The musicians from Caetano's band (BandaCê) and Roberto's band (RC9) participated in the show, as well as both artists' accompanists (Jaques Morelenbaum in the first two duets and in Caetano's songs; Eduardo Lages in Roberto's songs and in the final duets). The song Águas de Março features musician Daniel Jobim, Tom's grandson.

== Release ==
Sony Music released the album on CD and DVD. On the Roberto Carlos Especial, a special year-end program broadcast by TV Globo, some of the songs that Caetano and Roberto performed on the album were shown again on the television special.

== Reception ==
Journalist and music curator Marcus Preto gave the album a positive review in the Brazilian edition of Rolling Stone magazine, stating, "Beyond the immediate pleasure its beauty can bring, Roberto and Caetano's tribute album to Tom Jobim serves as a map of affinities and idiosyncrasies. We understand from it that the tropicalist imagination still harbors some fear of the fifty-year-old movement that inspired it, possibly caused by excessive respect. [...] They seemed to know, before any of us, that, in the end, 'Eu Sei que Vou Te Amar' (Tom and Vinicius) and 'Eu Te Amo, Te Amo, Te Amo' (Roberto and Erasmo) are all the same thing."
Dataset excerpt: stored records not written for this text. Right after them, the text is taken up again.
//! Module declarations and the module trait.

use crate::callback::{CallbackProcess, CallbackReceiver, TaskState};
use crate::pipe::{PipeError, PipeReader};
use crate::port::{InputPort, OutputPort, PortDirection, PortError, PortInfo};
use crate::properties::{ConfigError, Properties, PropertyInfo, PropertySet, Value};
use indexmap::IndexMap;
use serde::{Deserialize, Serialize};
use std::sync::Arc;

/// Property key holding a module's display name.
pub const PROPERTY_NAME: &str = "name";

/// Errors a module can raise while processing.
///
/// The engine treats these as opaque: they are delivered to callback
/// receivers and reported as the cause of a failed run.
#[derive(Debug, thiserror::Error)]
pub enum ModuleError {
    #[error("processing failed: {0}")]
    Failed(String),

    #[error("invalid input: {0}")]
    InvalidInput(String),

    #[error(transparent)]
    Port(#[from] PortError),

    #[error(transparent)]
    Pipe(#[from] PipeError),

    #[error(transparent)]
    Config(#[from] ConfigError),

    #[error(transparent)]
    Io(#[from] std::io::Error),

    #[error("module panicked: {0}")]
    Panicked(String),

    #[error(transparent)]
    Other(#[from] Box<dyn std::error::Error + Send + Sync>),
}

/// Serializable summary of a module, for catalogues and tree views.
#[derive(Debug, Clone, PartialEq, Serialize, Deserialize)]
pub struct ModuleInfo {
    pub name: String,
    pub category: String,
    pub description: String,
    pub properties: Vec<PropertyInfo>,
    pub inputs: Vec<PortInfo>,
    pub outputs: Vec<PortInfo>,
}

/// State every module carries: identity, configuration, ports and the
/// receivers its task reports to.
///
/// Built once in the module's constructor:
///
/// ```
/// use xylem::{InputPort, ModuleCore, OutputPort, PipeKind};
///
/// let core = ModuleCore::new("Upper Case")
///     .with_category("Text")
///     .with_description("Converts text to upper case.")
///     .property("locale", "en", "Locale used for case mapping.")
///     .input(InputPort::new("input", "Text to convert.").accept(PipeKind::Char))
///     .output(OutputPort::new("output", "Converted text.").accept(PipeKind::Char));
///
/// assert_eq!(core.name(), "Upper Case");
/// assert!(core.input_port("input").is_some());
/// ```
pub struct ModuleCore {
    name: String,
    category: String,
    description: String,
    properties: PropertySet,
    inputs: IndexMap<String, InputPort>,
    outputs: IndexMap<String, OutputPort>,
    receivers: Vec<Arc<dyn CallbackReceiver>>,
    task: Option<Arc<CallbackProcess>>,
}

impl std::fmt::Debug for ModuleCore {
    fn fmt(&self, f: &mut std::fmt::Formatter<'_>) -> std::fmt::Result {
        f.debug_struct("ModuleCore")
            .field("name", &self.name)
            .field("category", &self.category)
            .field("properties", &self.properties.values())
            .field("inputs", &self.inputs.keys().collect::<Vec<_>>())
            .field("outputs", &self.outputs.keys().collect::<Vec<_>>())
            .field("receivers", &self.receivers.len())
            .finish()
    }
}

impl ModuleCore {
    /// Create a core; `name` becomes the default of the `name` property.
    pub fn new(name: impl Into<String>) -> Self {
        let name = name.into();
        let mut properties = PropertySet::new();
        properties.declare_default(PROPERTY_NAME, name.clone(), "Display name of the module.");
        Self {
            name,
            category: String::new(),
            description: String::new(),
            properties,
            inputs: IndexMap::new(),
            outputs: IndexMap::new(),
            receivers: Vec::new(),
            task: None,
        }
    }

    /// Set the category.
    pub fn with_category(mut self, category: impl Into<String>) -> Self {
        self.category = category.into();
        self
    }

    /// Set the description.
    pub fn with_description(mut self, desc: impl Into<String>) -> Self {
        self.description = desc.into();
        self
    }

    /// Declare a property with a default value.
    pub fn property(
        mut self,
        key: impl Into<String>,
        default: impl Into<String>,
        description: impl Into<String>,
    ) -> Self {
        self.properties.declare_default(key, default, description);
        self
    }

    /// Declare a property that has no default.
    pub fn required_property(
        mut self,
        key: impl Into<String>,
        description: impl Into<String>,
    ) -> Self {
        self.properties.declare(key, description);
        self
    }

    /// Add an input port.
    pub fn input(mut self, port: InputPort) -> Self {
        self.inputs.insert(port.id().to_string(), port);
        self
    }

    /// Add an output port.
    pub fn output(mut self, port: OutputPort) -> Self {
        self.outputs.insert(port.id().to_string(), port);
        self
    }

    /// Take a configuration snapshot. Call after declaring properties.
    pub fn configure(mut self, config: Properties) -> Self {
        self.properties.merge(config);
        self
    }

    pub fn name(&self) -> &str {
        &self.name
    }

    pub fn category(&self) -> &str {
        &self.category
    }

    pub fn description(&self) -> &str {
        &self.description
    }

    pub fn properties(&self) -> &PropertySet {
        &self.properties
    }

    pub fn properties_mut(&mut self) -> &mut PropertySet {
        &mut self.properties
    }

    /// Set a declared property. Setting `name` renames the module.
    pub fn set_property(&mut self, key: &str, value: impl Into<String>) -> Result<(), ConfigError> {
        let value = value.into();
        self.properties.set(key, value.clone())?;
        if key == PROPERTY_NAME {
            self.name = value;
        }
        Ok(())
    }

    /// Rename the module (updates the `name` property).
    pub fn set_name(&mut self, name: impl Into<String>) {
        let name = name.into();
        // `name` is declared in `new`, so this cannot fail.
        let _ = self.properties.set(PROPERTY_NAME, name.clone());
        self.name = name;
    }

    /// Fill defaults, reject unknown keys and pick up the `name` property.
    pub fn apply(&mut self) -> Result<(), ConfigError> {
        self.properties.apply_defaults();
        self.properties.validate()?;
        if let Some(name) = self.properties.get(PROPERTY_NAME) {
            self.name = name.to_string();
        }
        Ok(())
    }

    pub fn inputs(&self) -> impl Iterator<Item = &InputPort> {
        self.inputs.values()
    }

    pub fn outputs(&self) -> impl Iterator<Item = &OutputPort> {
        self.outputs.values()
    }

    pub fn input_port(&self, id: &str) -> Option<&InputPort> {
        self.inputs.get(id)
    }

    pub fn output_port(&self, id: &str) -> Option<&OutputPort> {
        self.outputs.get(id)
    }

    pub fn input_port_mut(&mut self, id: &str) -> Result<&mut InputPort, PortError> {
        self.inputs.get_mut(id).ok_or_else(|| PortError::UnknownPort {
            direction: PortDirection::Input,
            port: id.to_string(),
        })
    }

    pub fn output_port_mut(&mut self, id: &str) -> Result<&mut OutputPort, PortError> {
        self.outputs.get_mut(id).ok_or_else(|| PortError::UnknownPort {
            direction: PortDirection::Output,
            port: id.to_string(),
        })
    }

    /// The consumer end bound to input `id`.
    pub fn reader(&mut self, id: &str) -> Result<&mut PipeReader, PortError> {
        self.input_port_mut(id)?.reader()
    }

    /// Borrow an input's reader and an output port at the same time.
    pub fn split_io(
        &mut self,
        input: &str,
        output: &str,
    ) -> Result<(&mut PipeReader, &mut OutputPort), PortError> {
        let reader = self
            .inputs
            .get_mut(input)
            .ok_or_else(|| PortError::UnknownPort {
                direction: PortDirection::Input,
                port: input.to_string(),
            })?
            .reader()?;
        let port = self
            .outputs
            .get_mut(output)
            .ok_or_else(|| PortError::UnknownPort {
                direction: PortDirection::Output,
                port: output.to_string(),
            })?;
        Ok((reader, port))
    }

    /// Close every output port for writing.
    pub fn close_outputs(&mut self) {
        for port in self.outputs.values_mut() {
            port.close_all();
        }
    }

    /// Release every input pipe; upstream writes to them are dropped.
    pub fn close_inputs(&mut self) {
        for port in self.inputs.values_mut() {
            port.close();
        }
    }

    /// Register a receiver for this module's task.
    pub fn add_callback_receiver(&mut self, receiver: Arc<dyn CallbackReceiver>) {
        self.receivers.push(receiver);
    }

    pub fn callback_receivers(&self) -> &[Arc<dyn CallbackReceiver>] {
        &self.receivers
    }

    pub(crate) fn attach_task(&mut self, task: Arc<CallbackProcess>) {
        self.task = Some(task);
    }

    /// State of this module's task, once a run created one.
    pub fn task_state(&self) -> Option<TaskState> {
        self.task.as_ref().map(|t| t.state())
    }

    /// Send a partial result (`repeat = true`) to every receiver.
    ///
    /// Does nothing unless the module is running inside a task.
    pub fn report_progress(&self, result: impl Into<Value>) -> bool {
        match &self.task {
            Some(task) => task.report(&result.into()),
            None => false,
        }
    }

    pub fn info(&self) -> ModuleInfo {
        ModuleInfo {
            name: self.name.clone(),
            category: self.category.clone(),
            description: self.description.clone(),
            properties: self.properties.declared(),
            inputs: self.inputs.values().map(InputPort::info).collect(),
            outputs: self.outputs.values().map(OutputPort::info).collect(),
        }
    }
}

/// A unit of computation.
///
/// Implementations keep a [`ModuleCore`] and expose it through `core`.
/// The engine calls [`apply_properties`](Module::apply_properties) before
/// the run and [`process`](Module::process) at most once, on the module's
/// own thread. Output ports are closed by the engine after `process`
/// returns, whatever the outcome.
pub trait Module: Send {
    fn core(&self) -> &ModuleCore;

    fn core_mut(&mut self) -> &mut ModuleCore;

    /// Validate the configuration and cache typed values.
    ///
    /// Overrides should call `self.core_mut().apply()` first.
    fn apply_properties(&mut self) -> Result<(), ConfigError> {
        self.core_mut().apply()
    }

    /// Consume inputs to completion and produce outputs.
    ///
    /// Returns the module's success indicator.
    fn process(&mut self) -> Result<bool, ModuleError>;

    fn name(&self) -> &str {
        self.core().name()
    }
}
//! Ports: named attachment points for pipes on a module.
//!
//! An [`InputPort`] holds at most one pipe's consumer end. An
//! [`OutputPort`] holds any number of producer ends and broadcasts every
//! write to all of them.

use crate::pipe::{Chunk, PipeError, PipeId, PipeKind, PipeReader, PipeWriter};
use serde::{Deserialize, Serialize};
use std::fmt;

/// Whether a port consumes or produces data.
#[derive(Debug, Clone, Copy, PartialEq, Eq, Hash, Serialize, Deserialize)]
#[serde(rename_all = "snake_case")]
pub enum PortDirection {
    Input,
    Output,
}

impl fmt::Display for PortDirection {
    fn fmt(&self, f: &mut fmt::Formatter<'_>) -> fmt::Result {
        match self {
            PortDirection::Input => f.write_str("input"),
            PortDirection::Output => f.write_str("output"),
        }
    }
}

/// Errors raised while binding or using ports.
#[derive(Debug, thiserror::Error)]
pub enum PortError {
    #[error("port '{port}' does not accept {kind} pipes (accepts: {})", kind_list(.accepted))]
    KindMismatch {
        port: String,
        kind: PipeKind,
        accepted: Vec<PipeKind>,
    },

    #[error("input port '{0}' already has a bound pipe")]
    AlreadyBound(String),

    #[error("input port '{0}' has no bound pipe")]
    Unbound(String),

    #[error("no {direction} port named '{port}'")]
    UnknownPort {
        direction: PortDirection,
        port: String,
    },
}

fn kind_list(kinds: &[PipeKind]) -> String {
    if kinds.is_empty() {
        return "nothing".to_string();
    }
    kinds
        .iter()
        .map(PipeKind::as_str)
        .collect::<Vec<_>>()
        .join(", ")
}

/// Static description of a port, for catalogues and tree views.
#[derive(Debug, Clone, PartialEq, Eq, Serialize, Deserialize)]
pub struct PortInfo {
    pub id: String,
    pub description: String,
    pub direction: PortDirection,
    pub accepts: Vec<PipeKind>,
    /// Number of pipes currently bound.
    pub bound: usize,
}

/// A module's single-pipe input.
#[derive(Debug)]
pub struct InputPort {
    id: String,
    description: String,
    accepts: Vec<PipeKind>,
    pipe: Option<PipeReader>,
}

impl InputPort {
    /// Create a port that accepts nothing yet; add kinds with [`accept`](Self::accept).
    pub fn new(id: impl Into<String>, description: impl Into<String>) -> Self {
        Self {
            id: id.into(),
            description: description.into(),
            accepts: Vec::new(),
            pipe: None,
        }
    }

    /// Declare a pipe kind this port accepts.
    pub fn accept(mut self, kind: PipeKind) -> Self {
        if !self.accepts.contains(&kind) {
            self.accepts.push(kind);
        }
        self
    }

    pub fn id(&self) -> &str {
        &self.id
    }

    pub fn description(&self) -> &str {
        &self.description
    }

    pub fn accepts(&self) -> &[PipeKind] {
        &self.accepts
    }

    pub fn accepts_kind(&self, kind: PipeKind) -> bool {
        self.accepts.contains(&kind)
    }

    pub fn is_bound(&self) -> bool {
        self.pipe.is_some()
    }

    /// Kind of the bound pipe, if any.
    pub fn bound_kind(&self) -> Option<PipeKind> {
        self.pipe.as_ref().map(PipeReader::kind)
    }

    /// Attach a pipe's consumer end.
    pub fn bind(&mut self, reader: PipeReader) -> Result<(), PortError> {
        if !self.accepts_kind(reader.kind()) {
            return Err(PortError::KindMismatch {
                port: self.id.clone(),
                kind: reader.kind(),
                accepted: self.accepts.clone(),
            });
        }
        if self.pipe.is_some() {
            return Err(PortError::AlreadyBound(self.id.clone()));
        }
        self.pipe = Some(reader);
        Ok(())
    }

    /// Detach and return the bound consumer end.
    pub fn unbind(&mut self) -> Option<PipeReader> {
        self.pipe.take()
    }

    /// The bound pipe's consumer end.
    pub fn reader(&mut self) -> Result<&mut PipeReader, PortError> {
        self.pipe
            .as_mut()
            .ok_or_else(|| PortError::Unbound(self.id.clone()))
    }

    /// Abandon the bound pipe; the producer's later writes are dropped.
    pub fn close(&mut self) {
        if let Some(reader) = self.pipe.as_mut() {
            reader.close();
        }
    }

    pub fn info(&self) -> PortInfo {
        PortInfo {
            id: self.id.clone(),
            description: self.description.clone(),
            direction: PortDirection::Input,
            accepts: self.accepts.clone(),
            bound: usize::from(self.pipe.is_some()),
        }
    }
}

/// A module's broadcasting output.
#[derive(Debug)]
pub struct OutputPort {
    id: String,
    description: String,
    accepts: Vec<PipeKind>,
    pipes: Vec<PipeWriter>,
    /// Set by `close_all`; later writes fail.
    closed: bool,
    /// Whether anything was written yet.
    started: bool,
}

impl OutputPort {
    /// Create a port that accepts nothing yet; add kinds with [`accept`](Self::accept).
    pub fn new(id: impl Into<String>, description: impl Into<String>) -> Self {
        Self {
            id: id.into(),
            description: description.into(),
            accepts: Vec::new(),
            pipes: Vec::new(),
            closed: false,
            started: false,
        }
    }

    /// Declare a pipe kind this port can feed.
    pub fn accept(mut self, kind: PipeKind) -> Self {
        if !self.accepts.contains(&kind) {
            self.accepts.push(kind);
        }
        self
    }

    pub fn id(&self) -> &str {
        &self.id
    }

    pub fn description(&self) -> &str {
        &self.description
    }

    pub fn accepts(&self) -> &[PipeKind] {
        &self.accepts
    }

    pub fn accepts_kind(&self, kind: PipeKind) -> bool {
        self.accepts.contains(&kind)
    }

    /// Number of pipes currently bound.
    pub fn pipe_count(&self) -> usize {
        self.pipes.len()
    }

    pub fn pipe_ids(&self) -> impl Iterator<Item = PipeId> + '_ {
        self.pipes.iter().map(PipeWriter::id)
    }

    /// Whether a pipe of `kind` is currently bound.
    pub fn feeds(&self, kind: PipeKind) -> bool {
        self.pipes.iter().any(|w| w.kind() == kind)
    }

    /// Attach another pipe's producer end.
    ///
    /// A pipe bound after writing started only receives later writes.
    pub fn bind(&mut self, writer: PipeWriter) -> Result<(), PortError> {
        if !self.accepts_kind(writer.kind()) {
            return Err(PortError::KindMismatch {
                port: self.id.clone(),
                kind: writer.kind(),
                accepted: self.accepts.clone(),
            });
        }
        if self.started {
            tracing::debug!(port = %self.id, pipe = %writer.id(), "pipe bound after writing started");
        }
        self.pipes.push(writer);
        Ok(())
    }

    /// Detach one pipe by id.
    pub fn unbind(&mut self, pipe: PipeId) -> Option<PipeWriter> {
        let idx = self.pipes.iter().position(|w| w.id() == pipe)?;
        Some(self.pipes.remove(idx))
    }

    /// Write text to every bound pipe.
    pub fn write_text(&mut self, text: &str) -> Result<(), PipeError> {
        self.broadcast(|writer| writer.write_text(text))
    }

    /// Write bytes to every bound pipe.
    ///
    /// If any character pipe is bound the bytes must be valid UTF-8; this is
    /// checked before anything is written.
    pub fn write_bytes(&mut self, bytes: &[u8]) -> Result<(), PipeError> {
        let char_pipe = self
            .pipes
            .iter()
            .find(|w| w.kind() == PipeKind::Char)
            .map(PipeWriter::id);
        if let Some(pipe) = char_pipe {
            std::str::from_utf8(bytes).map_err(|source| PipeError::InvalidUtf8 { pipe, source })?;
        }
        self.broadcast(|writer| writer.write_bytes(bytes))
    }

    /// Write a chunk to every bound pipe.
    pub fn write(&mut self, chunk: &Chunk) -> Result<(), PipeError> {
        match chunk {
            Chunk::Text(s) => self.write_text(s),
            Chunk::Bytes(b) => self.write_bytes(b),
        }
    }

    fn broadcast(
        &mut self,
        mut write: impl FnMut(&mut PipeWriter) -> Result<(), PipeError>,
    ) -> Result<(), PipeError> {
        if self.closed {
            // With nothing bound there is no stream that could observe the write.
            return match self.pipes.first() {
                Some(w) => Err(PipeError::Closed(w.id())),
                None => Ok(()),
            };
        }
        self.started = true;

        let mut abandoned = Vec::new();
        for writer in &mut self.pipes {
            match write(writer) {
                Ok(()) => {}
                Err(PipeError::Abandoned(id)) => abandoned.push(id),
                Err(e) => return Err(e),
            }
        }
        if !abandoned.is_empty() {
            for id in &abandoned {
                tracing::debug!(port = %self.id, pipe = %id, "consumer abandoned pipe, dropping it");
            }
            self.pipes.retain(|w| !abandoned.contains(&w.id()));
        }
        Ok(())
    }

    /// Close every bound pipe for writing. Idempotent.
    pub fn close_all(&mut self) {
        self.closed = true;
        for writer in &mut self.pipes {
            writer.close_for_writing();
        }
    }

    pub fn is_closed(&self) -> bool {
        self.closed
    }

    pub fn info(&self) -> PortInfo {
        PortInfo {
            id: self.id.clone(),
            description: self.description.clone(),
            direction: PortDirection::Output,
            accepts: self.accepts.clone(),
            bound: self.pipes.len(),
        }
    }
}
Sylvia Colombo, writing for the Folha de São Paulo newspaper, gave the show a negative review, rating it as "bad" and stating that "when they sang together, they were artificial, with forced smiles and half-hearted hugs. There was some humor in ‘Teresa da Praia’. Nothing special in ‘A Felicidade’. [...] Poor Tom Jobim..."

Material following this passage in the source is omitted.